↓↓↓

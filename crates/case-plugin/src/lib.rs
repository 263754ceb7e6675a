// CASE plugin surface -- phase names, the observer/transform registry, the
// overlay feature flags, and the replay buffer.
//
// The registry is owned by the driver context and threaded through
// compilation; registration order is invocation order, and transforms
// rewrite the shared tree in place.

mod flags;
mod replay;

use std::fmt;

use case_parser::Node;

pub use flags::OverlayFlags;
pub use replay::ReplayBuffer;

/// The named pipeline phases, in driver order.
///
/// `Tokens` and `EmittedCpp` carry text payloads; every other phase carries
/// the tree.
#[derive(Debug, Clone, Copy, PartialEq, Eq)]
pub enum Phase {
    Tokens,
    Parsed,
    Analyzed,
    PreOpt,
    Optimized,
    PostOpt,
    BeforeEmit,
    EmittedCpp,
    AfterEmit,
}

impl Phase {
    /// All phases in driver order.
    pub const ALL: [Phase; 9] = [
        Phase::Tokens,
        Phase::Parsed,
        Phase::Analyzed,
        Phase::PreOpt,
        Phase::Optimized,
        Phase::PostOpt,
        Phase::BeforeEmit,
        Phase::EmittedCpp,
        Phase::AfterEmit,
    ];

    /// The wire name of the phase, as seen by plugins and the replay file.
    pub fn as_str(self) -> &'static str {
        match self {
            Phase::Tokens => "tokens",
            Phase::Parsed => "parsed",
            Phase::Analyzed => "analyzed",
            Phase::PreOpt => "pre-opt",
            Phase::Optimized => "optimized",
            Phase::PostOpt => "post-opt",
            Phase::BeforeEmit => "before-emit",
            Phase::EmittedCpp => "emitted-cpp",
            Phase::AfterEmit => "after-emit",
        }
    }
}

impl fmt::Display for Phase {
    fn fmt(&self, f: &mut fmt::Formatter<'_>) -> fmt::Result {
        f.write_str(self.as_str())
    }
}

type AstSink = Box<dyn FnMut(Phase, &Node)>;
type TextSink = Box<dyn FnMut(Phase, &str)>;
type AstTransform = Box<dyn FnMut(&mut Node, Phase)>;

/// The three extension points: AST observers, text observers, and named AST
/// transforms.
#[derive(Default)]
pub struct Registry {
    ast_sinks: Vec<AstSink>,
    text_sinks: Vec<TextSink>,
    transforms: Vec<(String, AstTransform)>,
}

impl Registry {
    pub fn new() -> Self {
        Self::default()
    }

    /// Register an observer invoked with the tree at every observed phase.
    pub fn register_ast_sink(&mut self, sink: impl FnMut(Phase, &Node) + 'static) {
        self.ast_sinks.push(Box::new(sink));
    }

    /// Register an observer invoked with textual artifacts (token dumps,
    /// emitted C++).
    pub fn register_text_sink(&mut self, sink: impl FnMut(Phase, &str) + 'static) {
        self.text_sinks.push(Box::new(sink));
    }

    /// Register a named transform, invoked at the mutate hooks in
    /// registration order.
    pub fn register_transform(
        &mut self,
        name: impl Into<String>,
        transform: impl FnMut(&mut Node, Phase) + 'static,
    ) {
        self.transforms.push((name.into(), Box::new(transform)));
    }

    /// Invoke every AST observer for a tree phase.
    pub fn observe_tree(&mut self, phase: Phase, tree: &Node) {
        for sink in &mut self.ast_sinks {
            sink(phase, tree);
        }
    }

    /// Invoke every text observer for a text phase.
    pub fn observe_text(&mut self, phase: Phase, text: &str) {
        for sink in &mut self.text_sinks {
            sink(phase, text);
        }
    }

    /// Run every registered transform over the tree, in registration order.
    /// Each transform observes the tree left by the previous one.
    pub fn apply_transforms(&mut self, phase: Phase, tree: &mut Node) {
        for (_, transform) in &mut self.transforms {
            transform(tree, phase);
        }
    }

    /// Names of the registered transforms, in registration order.
    pub fn transform_names(&self) -> impl Iterator<Item = &str> {
        self.transforms.iter().map(|(name, _)| name.as_str())
    }
}

/// A pretty JSON dump of the tree, used for replay snapshots of tree phases.
pub fn tree_dump(tree: &Node) -> String {
    serde_json::to_string_pretty(tree).unwrap_or_else(|_| String::from("{}"))
}

#[cfg(test)]
mod tests {
    use super::*;
    use case_parser::NodeKind;
    use std::cell::RefCell;
    use std::rc::Rc;

    #[test]
    fn phase_names_in_driver_order() {
        let names: Vec<&str> = Phase::ALL.iter().map(|p| p.as_str()).collect();
        assert_eq!(
            names,
            vec![
                "tokens",
                "parsed",
                "analyzed",
                "pre-opt",
                "optimized",
                "post-opt",
                "before-emit",
                "emitted-cpp",
                "after-emit"
            ]
        );
    }

    #[test]
    fn ast_sinks_see_every_observed_phase() {
        let seen = Rc::new(RefCell::new(Vec::new()));
        let seen_clone = Rc::clone(&seen);

        let mut registry = Registry::new();
        registry.register_ast_sink(move |phase, _| seen_clone.borrow_mut().push(phase));

        let tree = Node::new(NodeKind::Program, "", 1);
        registry.observe_tree(Phase::Parsed, &tree);
        registry.observe_tree(Phase::Optimized, &tree);

        assert_eq!(*seen.borrow(), vec![Phase::Parsed, Phase::Optimized]);
    }

    #[test]
    fn transforms_run_in_registration_order() {
        let mut registry = Registry::new();
        registry.register_transform("first", |tree, _| {
            tree.payload.push('a');
        });
        registry.register_transform("second", |tree, _| {
            tree.payload.push('b');
        });

        let mut tree = Node::new(NodeKind::Program, "", 1);
        registry.apply_transforms(Phase::PreOpt, &mut tree);
        assert_eq!(tree.payload, "ab");

        let names: Vec<&str> = registry.transform_names().collect();
        assert_eq!(names, vec!["first", "second"]);
    }

    #[test]
    fn text_sinks_receive_payload() {
        let seen = Rc::new(RefCell::new(String::new()));
        let seen_clone = Rc::clone(&seen);

        let mut registry = Registry::new();
        registry.register_text_sink(move |phase, text| {
            seen_clone
                .borrow_mut()
                .push_str(&format!("{phase}:{text}"));
        });

        registry.observe_text(Phase::Tokens, "1 Keyword let");
        assert_eq!(*seen.borrow(), "tokens:1 Keyword let");
    }

    #[test]
    fn tree_dump_is_json() {
        let tree = Node::new(NodeKind::Program, "", 1);
        let dump = tree_dump(&tree);
        assert!(dump.contains("\"kind\""));
        assert!(dump.contains("\"Program\""));
    }
}
/// One guard term for a `match`/`switch` pattern against the scrutinee.
fn pattern_guard(pattern: &Node, scrut: &str) -> Result<String, EmitError> {
    if pattern.payload == "_" {
        return Ok("true".to_string());
    }
    match pattern.children.first() {
        Some(lit) if lit.kind == NodeKind::Number => {
            Ok(format!("{scrut} == {}", emit_expr(lit)?))
        }
        Some(lit) if lit.kind == NodeKind::Str => Ok(format!(
            "{scrut} == std::string({})",
            string_literal(&lit.payload)
        )),
        _ => Err(EmitError::invalid_shape(
            "Pattern",
            "expected literal or wildcard",
            pattern.line,
        )),
    }
}

/// Map a duration unit to a `std::ratio` type, or `None` for unknown units.
fn unit_ratio(unit: &str) -> Option<&'static str> {
    match unit {
        "s" | "sec" | "seconds" => Some("std::ratio<1>"),
        "ms" => Some("std::milli"),
        "us" => Some("std::micro"),
        "ns" => Some("std::nano"),
        "min" => Some("std::ratio<60>"),
        "h" => Some("std::ratio<3600>"),
        _ => None,
    }
}

/// Strip `@omp`, `@vectorize`, and `@unroll(N)` from a loop header,
/// returning the cleaned header and the hoisted pragmas.
fn strip_loop_annotations(header: &str) -> (String, Vec<String>) {
    let mut out = header.to_string();
    let mut pragmas = Vec::new();

    if let Some(pos) = out.find("@omp") {
        out.replace_range(pos..pos + "@omp".len(), "");
        pragmas.push("#pragma omp parallel for".to_string());
    }
    if let Some(pos) = out.find("@vectorize") {
        out.replace_range(pos..pos + "@vectorize".len(), "");
        pragmas.push("#pragma omp simd".to_string());
    }
    if let Some(pos) = out.find("@unroll(") {
        let rest = &out[pos + "@unroll(".len()..];
        if let Some(close) = rest.find(')') {
            let count = rest[..close].trim().to_string();
            out.replace_range(pos..pos + "@unroll(".len() + close + 1, "");
            pragmas.push(format!("#pragma unroll {count}"));
        }
    }

    (out.trim().to_string(), pragmas)
}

↑↑↑

Only lines with the string "first" are wanted; please find each one in the listing and copy it.

        registry.register_transform("first", |tree, _| {
        assert_eq!(names, vec!["first", "second"]);
    match pattern.children.first() {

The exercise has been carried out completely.